An exploratory case‐only analysis of gene‐hazardous air pollutant interactions and the risk of childhood medulloblastoma

Background There is evidence that exposure to chlorinated solvents may be associated with childhood medulloblastoma and primitive neuroectodermal tumor (M/PNET) risk. Animal models suggest genes related to detoxification and DNA repair are important in the carcinogenicity of these pollutants; however, there have been no human studies assessing the modifying effects of these genotypes on the association between chlorinated solvents and childhood M/PNET risk. Procedure We conducted a case‐only study to evaluate census tract‐level exposure to chlorinated solvents and the risk of childhood M/PNET in the context of detoxification and DNA repair genotypes.
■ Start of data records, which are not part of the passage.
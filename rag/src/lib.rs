//! exportready-rag: retrieval layer for export compliance evidence
//!
//! This crate provides retrieval-augmented grounding for report
//! generation, including:
//! - LanceDB vector storage for regulatory chunk embeddings
//! - Embedding generation via OpenAI/Ollama, plus a deterministic hashing
//!   provider for offline use
//! - Corpus chunking and ingestion, with a built-in seed corpus
//! - Ranked, similarity-floored evidence retrieval
//!
//! # Example
//!
//! ```ignore
//! use std::sync::Arc;
//! use exportready_rag::{ChunkFilters, ChunkStore, HashedEmbeddings, Retriever, corpus};
//!
//! let provider = Arc::new(HashedEmbeddings::default());
//! let store = ChunkStore::open(".exportready/chunks.lance", provider.dimensions()).await?;
//! corpus::seed_store(&store, provider.as_ref()).await?;
//!
//! let retriever = Retriever::new(store, provider);
//! let evidence = retriever
//!     .retrieve("turmeric powder export to the US", &ChunkFilters::for_country("US"))
//!     .await?;
//! ```

pub mod corpus;
pub mod embeddings;
pub mod error;
pub mod retriever;
pub mod store;
pub mod types;

pub use corpus::{SeedCorpus, chunk_text, ingest_chunks, seed_store};
pub use embeddings::{EmbeddingProvider, HashedEmbeddings, OllamaEmbeddings, OpenAiEmbeddings};
pub use error::RagError;
pub use retriever::{Retriever, RetrieverConfig};
pub use store::ChunkStore;
pub use types::{ChunkFilters, KnowledgeChunk, RetrievedEvidence, ScoredChunk};
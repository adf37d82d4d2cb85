use serde::{Deserialize, Serialize};

/// Risk severity. Ordering matters: aggregation weights High above Medium
/// above Low.
#[derive(Debug, Clone, Copy, Serialize, Deserialize, PartialEq, Eq, PartialOrd, Ord)]
#[serde(rename_all = "snake_case")]
pub enum Severity {
    Low,
    Medium,
    High,
}

impl Severity {
    /// Weight used by the aggregate risk score.
    pub fn weight(&self) -> f32 {
        match self {
            Severity::Low => 1.0,
            Severity::Medium => 2.0,
            Severity::High => 3.0,
        }
    }
}

/// One identified risk with its mitigation.
#[derive(Debug, Clone, Serialize, Deserialize)]
pub struct Risk {
    pub title: String,
    pub description: String,
    pub severity: Severity,
    pub mitigation: String,

    /// This risk's contribution to the aggregate score, normally
    /// `severity.weight()`. Kept on the item so the report can show how
    /// the aggregate was built.
    pub score_contribution: f32,
}

impl Risk {
    pub fn new(title: &str, description: &str, severity: Severity, mitigation: &str) -> Risk {
        Risk {
            title: title.to_string(),
            description: description.to_string(),
            severity,
            mitigation: mitigation.to_string(),
            score_contribution: severity.weight(),
        }
    }
}

/// Aggregate risk score over a set of risks, scaled to 0..=100.
///
/// Weighted mean rather than max: five Medium risks should read worse
/// than one, and one High risk should not saturate the scale on its own.
/// An empty set scores 0.
pub fn aggregate_risk_score(risks: &[Risk]) -> f32 {
    if risks.is_empty() {
        return 0.0;
    }
    let sum: f32 = risks.iter().map(|r| r.score_contribution).sum();
    let mean = sum / risks.len() as f32;
    let max_weight = Severity::High.weight();
    (mean / max_weight * 100.0).clamp(0.0, 100.0)
}

#[cfg(test)]
mod tests {
    use super::*;

    fn risk(severity: Severity) -> Risk {
        Risk::new("t", "d", severity, "m")
    }

    #[test]
    fn severity_weights() {
        assert_eq!(Severity::Low.weight(), 1.0);
        assert_eq!(Severity::Medium.weight(), 2.0);
        assert_eq!(Severity::High.weight(), 3.0);
    }

    #[test]
    fn empty_risks_score_zero() {
        assert_eq!(aggregate_risk_score(&[]), 0.0);
    }

    #[test]
    fn single_high_risk_scores_full() {
        let score = aggregate_risk_score(&[risk(Severity::High)]);
        assert!((score - 100.0).abs() < f32::EPSILON);
    }

    #[test]
    fn mixed_risks_average() {
        // (3 + 1) / 2 = 2.0 mean, over max 3.0 → 66.67
        let score = aggregate_risk_score(&[risk(Severity::High), risk(Severity::Low)]);
        assert!((score - 66.666_67).abs() < 0.01);
    }

    #[test]
    fn many_low_risks_stay_low_but_nonzero() {
        let risks: Vec<Risk> = (0..10).map(|_| risk(Severity::Low)).collect();
        let score = aggregate_risk_score(&risks);
        assert!((score - 33.333_33).abs() < 0.01);
    }

    #[test]
    fn score_is_bounded() {
        let mut inflated = risk(Severity::High);
        inflated.score_contribution = 50.0;
        let score = aggregate_risk_score(&[inflated]);
        assert_eq!(score, 100.0);
    }
}
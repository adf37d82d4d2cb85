//! Deterministic hashing-based embedding provider.
//!
//! Requires no network and no model files: each token is hashed into a
//! bucket of a fixed-size vector, which is then L2-normalized. Identical
//! text always produces identical vectors, which makes this the provider of
//! choice for tests and for air-gapped deployments where semantic recall
//! can be traded for reproducibility.

use std::hash::{Hash, Hasher};

use ahash::AHasher;
use async_trait::async_trait;

use crate::embeddings::provider::{EmbeddingProvider, validate_inputs};
use crate::error::RagError;

const MIN_DIMS: usize = 8;
const MAX_DIMS: usize = 4096;
const DEFAULT_DIMS: usize = 256;

/// Hashing-based embedding provider.
pub struct HashedEmbeddings {
    dims: usize,
}

impl HashedEmbeddings {
    /// Create a provider with the given dimensionality, clamped to
    /// [`MIN_DIMS`]..=[`MAX_DIMS`].
    pub fn new(dims: usize) -> Self {
        Self {
            dims: dims.clamp(MIN_DIMS, MAX_DIMS),
        }
    }

    fn hash_token(&self, token: &str) -> usize {
        // AHasher::default() uses fixed keys, so bucket assignment is
        // stable across processes and platforms.
        let mut hasher = AHasher::default();
        token.hash(&mut hasher);
        (hasher.finish() as usize) % self.dims
    }

    fn embed_text(&self, text: &str) -> Vec<f32> {
        let mut vector = vec![0.0f32; self.dims];

        for token in tokenize(text) {
            vector[self.hash_token(&token)] += 1.0;
        }

        let norm: f32 = vector.iter().map(|v| v * v).sum::<f32>().sqrt();
        if norm > 0.0 {
            for v in &mut vector {
                *v /= norm;
            }
        }

        vector
    }
}

impl Default for HashedEmbeddings {
    fn default() -> Self {
        Self::new(DEFAULT_DIMS)
    }
}

fn tokenize(text: &str) -> impl Iterator<Item = String> + '_ {
    text.split(|c: char| c.is_whitespace() || c.is_ascii_punctuation())
        .filter(|t| !t.is_empty())
        .map(|t| t.to_lowercase())
}

#[async_trait]
impl EmbeddingProvider for HashedEmbeddings {
    async fn embed(&self, text: &str) -> Result<Vec<f32>, RagError> {
        validate_inputs(std::slice::from_ref(&text.to_string()))?;
        Ok(self.embed_text(text))
    }

    async fn embed_batch(&self, texts: &[String]) -> Result<Vec<Vec<f32>>, RagError> {
        validate_inputs(texts)?;
        Ok(texts.iter().map(|t| self.embed_text(t)).collect())
    }

    fn dimensions(&self) -> usize {
        self.dims
    }

    fn model_name(&self) -> &str {
        "hashed-v1"
    }
}

#[cfg(test)]
mod tests {
    use super::*;

    #[tokio::test]
    async fn identical_text_produces_identical_vectors() {
        let provider = HashedEmbeddings::default();
        let a = provider.embed("organic turmeric powder").await.unwrap();
        let b = provider.embed("organic turmeric powder").await.unwrap();
        assert_eq!(a, b);
    }

    #[tokio::test]
    async fn vectors_are_normalized() {
        let provider = HashedEmbeddings::default();
        let v = provider.embed("LED light bulbs for Germany").await.unwrap();
        let norm: f32 = v.iter().map(|x| x * x).sum::<f32>().sqrt();
        assert!((norm - 1.0).abs() < 1e-5);
    }

    #[tokio::test]
    async fn shared_tokens_increase_similarity() {
        let provider = HashedEmbeddings::default();
        let query = provider.embed("turmeric powder export").await.unwrap();
        let near = provider
            .embed("turmeric powder shipments require FDA registration")
            .await
            .unwrap();
        let far = provider
            .embed("cloud accounting software subscription")
            .await
            .unwrap();

        let dot = |a: &[f32], b: &[f32]| -> f32 { a.iter().zip(b).map(|(x, y)| x * y).sum() };
        assert!(dot(&query, &near) > dot(&query, &far));
    }

    #[tokio::test]
    async fn tokenless_text_yields_zero_vector() {
        let provider = HashedEmbeddings::new(16);
        // Punctuation only: survives the empty-input check but has no tokens.
        let v = provider.embed("... --- ...").await.unwrap();
        assert_eq!(v.len(), 16);
        assert!(v.iter().all(|x| *x == 0.0));
    }

    #[tokio::test]
    async fn empty_text_is_rejected() {
        let provider = HashedEmbeddings::default();
        assert!(matches!(
            provider.embed("   ").await.unwrap_err(),
            RagError::EmptyInput
        ));
    }

    #[test]
    fn dimensions_are_clamped() {
        assert_eq!(HashedEmbeddings::new(2).dimensions(), 8);
        assert_eq!(HashedEmbeddings::new(10_000).dimensions(), 4096);
        assert_eq!(HashedEmbeddings::new(256).dimensions(), 256);
    }

    #[test]
    fn tokenization_lowercases_and_splits_punctuation() {
        let tokens: Vec<String> = tokenize("FDA-registered Facility, 2024").collect();
        assert_eq!(tokens, vec!["fda", "registered", "facility", "2024"]);
    }
}
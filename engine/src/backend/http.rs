//! HTTP-backed generative model client.
//!
//! Supports OpenAI-compatible APIs, Anthropic, and Ollama behind one
//! config switch. Requests are non-streaming: the pipeline parses the
//! whole response as structured JSON, so tokens have no value before the
//! response is complete.

use async_trait::async_trait;
use serde::{Deserialize, Serialize};

use crate::backend::{CompletionRequest, GenerativeBackend};
use crate::error::BackendError;

/// Connection settings for an HTTP model backend. The API key arrives
/// already resolved; reading key material out of the environment is the
/// caller's job.
#[derive(Debug, Clone)]
pub struct HttpBackendConfig {
    /// One of "openai", "anthropic", "ollama", or "custom"
    /// (OpenAI-compatible).
    pub provider: String,
    pub endpoint: String,
    pub model: String,
    pub api_key: Option<String>,
}

impl HttpBackendConfig {
    pub fn openai(model: &str, api_key: Option<String>) -> Self {
        Self {
            provider: "openai".to_string(),
            endpoint: "https://api.openai.com/v1".to_string(),
            model: model.to_string(),
            api_key,
        }
    }

    pub fn anthropic(model: &str, api_key: Option<String>) -> Self {
        Self {
            provider: "anthropic".to_string(),
            endpoint: "https://api.anthropic.com/v1".to_string(),
            model: model.to_string(),
            api_key,
        }
    }

    pub fn ollama(model: &str) -> Self {
        Self {
            provider: "ollama".to_string(),
            endpoint: "http://localhost:11434".to_string(),
            model: model.to_string(),
            api_key: None,
        }
    }
}

// =============================================================================
// OpenAI Types
// =============================================================================

#[derive(Debug, Serialize)]
struct OpenAIMessage {
    role: String,
    content: String,
}

#[derive(Debug, Serialize)]
struct OpenAIRequest {
    model: String,
    messages: Vec<OpenAIMessage>,
    #[serde(skip_serializing_if = "Option::is_none")]
    max_tokens: Option<u32>,
    #[serde(skip_serializing_if = "Option::is_none")]
    max_completion_tokens: Option<u32>,
    #[serde(skip_serializing_if = "Option::is_none")]
    temperature: Option<f32>,
}

#[derive(Debug, Deserialize)]
struct OpenAIChoice {
    message: OpenAIMessageResponse,
}

#[derive(Debug, Deserialize)]
struct OpenAIMessageResponse {
    /// Content can be null for some models (reasoning models during thinking)
    #[serde(default)]
    content: Option<String>,
}

#[derive(Debug, Deserialize)]
struct OpenAIResponse {
    choices: Vec<OpenAIChoice>,
}

#[derive(Debug, Deserialize)]
struct OpenAIErrorResponse {
    error: OpenAIErrorDetail,
}

#[derive(Debug, Deserialize)]
struct OpenAIErrorDetail {
    message: String,
}

// =============================================================================
// Anthropic Types
// =============================================================================

#[derive(Debug, Serialize)]
struct AnthropicMessage {
    role: String,
    content: String,
}

#[derive(Debug, Serialize)]
struct AnthropicRequest {
    model: String,
    system: String,
    messages: Vec<AnthropicMessage>,
    max_tokens: u32,
}

#[derive(Debug, Deserialize)]
struct AnthropicContentBlock {
    text: String,
}

#[derive(Debug, Deserialize)]
struct AnthropicResponse {
    content: Vec<AnthropicContentBlock>,
}

#[derive(Debug, Deserialize)]
struct AnthropicErrorResponse {
    error: AnthropicErrorDetail,
}

#[derive(Debug, Deserialize)]
struct AnthropicErrorDetail {
    message: String,
}

// =============================================================================
// Ollama Types
// =============================================================================

#[derive(Debug, Serialize)]
struct OllamaMessage {
    role: String,
    content: String,
}

#[derive(Debug, Serialize)]
struct OllamaRequest {
    model: String,
    messages: Vec<OllamaMessage>,
    stream: bool,
}

#[derive(Debug, Deserialize)]
struct OllamaMessageResponse {
    content: String,
}

#[derive(Debug, Deserialize)]
struct OllamaResponse {
    message: OllamaMessageResponse,
}

// =============================================================================
// Backend
// =============================================================================

/// Client for calling generative model APIs.
pub struct HttpBackend {
    client: reqwest::Client,
    config: HttpBackendConfig,
}

impl HttpBackend {
    /// Create a backend from configuration.
    ///
    /// Fails fast when a key-requiring provider has no API key, so the
    /// pipeline never discovers the gap mid-report.
    pub fn new(config: HttpBackendConfig) -> Result<Self, BackendError> {
        if config.provider != "ollama" && config.api_key.is_none() {
            let env_var = match config.provider.as_str() {
                "anthropic" => "ANTHROPIC_API_KEY",
                _ => "OPENAI_API_KEY",
            };
            return Err(BackendError::MissingApiKey {
                env_var: env_var.to_string(),
            });
        }
        Ok(Self {
            client: reqwest::Client::new(),
            config,
        })
    }

    /// Check if a model uses the newer OpenAI API format
    /// (max_completion_tokens instead of the deprecated max_tokens).
    fn uses_new_token_param(model: &str) -> bool {
        let model_lower = model.to_lowercase();
        model_lower.contains("gpt-4o")
            || model_lower.contains("gpt-5")
            || model_lower.starts_with("o1")
            || model_lower.starts_with("o3")
            || model_lower.contains("chatgpt-4o")
    }

    async fn call_openai(&self, request: &CompletionRequest) -> Result<String, BackendError> {
        let url = format!("{}/chat/completions", self.config.endpoint);
        let api_key = self
            .config
            .api_key
            .as_ref()
            .ok_or_else(|| BackendError::MissingApiKey {
                env_var: "OPENAI_API_KEY".to_string(),
            })?;

        let (max_tokens, max_completion_tokens, temperature) =
            if Self::uses_new_token_param(&self.config.model) {
                (None, Some(request.max_tokens), None)
            } else {
                (Some(request.max_tokens), None, Some(0.2))
            };

        let body = OpenAIRequest {
            model: self.config.model.clone(),
            messages: vec![
                OpenAIMessage {
                    role: "system".to_string(),
                    content: request.system.clone(),
                },
                OpenAIMessage {
                    role: "user".to_string(),
                    content: request.user.clone(),
                },
            ],
            max_tokens,
            max_completion_tokens,
            temperature,
        };

        let response = self
            .client
            .post(&url)
            .header("Authorization", format!("Bearer {api_key}"))
            .header("Content-Type", "application/json")
            .json(&body)
            .send()
            .await
            .map_err(|e| BackendError::Network(e.to_string()))?;

        let status = response.status();
        if !status.is_success() {
            let error_text = response.text().await.unwrap_or_default();
            let message = serde_json::from_str::<OpenAIErrorResponse>(&error_text)
                .map(|e| e.error.message)
                .unwrap_or(error_text);
            return Err(BackendError::Api {
                status: status.as_u16(),
                message,
            });
        }

        let parsed: OpenAIResponse = response
            .json()
            .await
            .map_err(|e| BackendError::Parse(e.to_string()))?;

        parsed
            .choices
            .first()
            .and_then(|c| c.message.content.clone())
            .ok_or_else(|| {
                BackendError::Parse(format!(
                    "No response content from model '{}'",
                    self.config.model
                ))
            })
    }

    async fn call_anthropic(&self, request: &CompletionRequest) -> Result<String, BackendError> {
        let url = format!("{}/messages", self.config.endpoint);
        let api_key = self
            .config
            .api_key
            .as_ref()
            .ok_or_else(|| BackendError::MissingApiKey {
                env_var: "ANTHROPIC_API_KEY".to_string(),
            })?;

        let body = AnthropicRequest {
            model: self.config.model.clone(),
            system: request.system.clone(),
            messages: vec![AnthropicMessage {
                role: "user".to_string(),
                content: request.user.clone(),
            }],
            max_tokens: request.max_tokens,
        };

        let response = self
            .client
            .post(&url)
            .header("x-api-key", api_key)
            .header("anthropic-version", "2023-06-01")
            .header("Content-Type", "application/json")
            .json(&body)
            .send()
            .await
            .map_err(|e| BackendError::Network(e.to_string()))?;

        let status = response.status();
        if !status.is_success() {
            let error_text = response.text().await.unwrap_or_default();
            let message = serde_json::from_str::<AnthropicErrorResponse>(&error_text)
                .map(|e| e.error.message)
                .unwrap_or(error_text);
            return Err(BackendError::Api {
                status: status.as_u16(),
                message,
            });
        }

        let parsed: AnthropicResponse = response
            .json()
            .await
            .map_err(|e| BackendError::Parse(e.to_string()))?;

        parsed
            .content
            .first()
            .map(|c| c.text.clone())
            .ok_or_else(|| BackendError::Parse("No response content".to_string()))
    }

    async fn call_ollama(&self, request: &CompletionRequest) -> Result<String, BackendError> {
        let url = format!("{}/api/chat", self.config.endpoint);

        let body = OllamaRequest {
            model: self.config.model.clone(),
            messages: vec![
                OllamaMessage {
                    role: "system".to_string(),
                    content: request.system.clone(),
                },
                OllamaMessage {
                    role: "user".to_string(),
                    content: request.user.clone(),
                },
            ],
            stream: false,
        };

        let response = self
            .client
            .post(&url)
            .header("Content-Type", "application/json")
            .json(&body)
            .send()
            .await
            .map_err(|e| BackendError::Network(e.to_string()))?;

        let status = response.status();
        if !status.is_success() {
            let error_text = response.text().await.unwrap_or_default();
            return Err(BackendError::Api {
                status: status.as_u16(),
                message: error_text,
            });
        }

        let parsed: OllamaResponse = response
            .json()
            .await
            .map_err(|e| BackendError::Parse(e.to_string()))?;

        Ok(parsed.message.content)
    }
}

#[async_trait]
impl GenerativeBackend for HttpBackend {
    async fn complete(&self, request: &CompletionRequest) -> Result<String, BackendError> {
        match self.config.provider.as_str() {
            "openai" | "custom" => self.call_openai(request).await,
            "anthropic" => self.call_anthropic(request).await,
            "ollama" => self.call_ollama(request).await,
            other => Err(BackendError::UnsupportedProvider(other.to_string())),
        }
    }

    fn model_id(&self) -> &str {
        &self.config.model
    }
}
Cases (n = 98) were obtained from Texas Children's Hospital and MD Anderson Cancer Center. Key genotypes (n = 22) were selected from the Illumina Human 1M Quad SNP Chip. Exposure to chlorinated solvents (methylene chloride, perchloroethylene, trichloroethylene, and vinyl chloride) was estimated from the US EPA's 1999 Assessment System for Population Exposure Nationwide (ASPEN). Logistic regression was used to estimate the case‐only odds ratios and 95% confidence intervals (CIs). Results There were 11 significant gene–environment interactions associated with childhood M/PNET risk. However, after correcting for multiple comparisons, only the interaction between high trichloroethylene levels and OGG1 rs293795 significantly increased the risk of childhood M/PNET risk (OR = 9.24, 95% CI: 2.24, 38.24, Q = 0.04). Conclusions This study provides an initial assessment of the interaction between ambient levels of chlorinated solvents and potentially relevant genotypes on childhood M/PNET risk. Our results are exploratory and must be validated in animal models, as well as additional human studies. Pediatr Blood Cancer 2012;59:605–610. © 2012 Wiley Periodicals, Inc.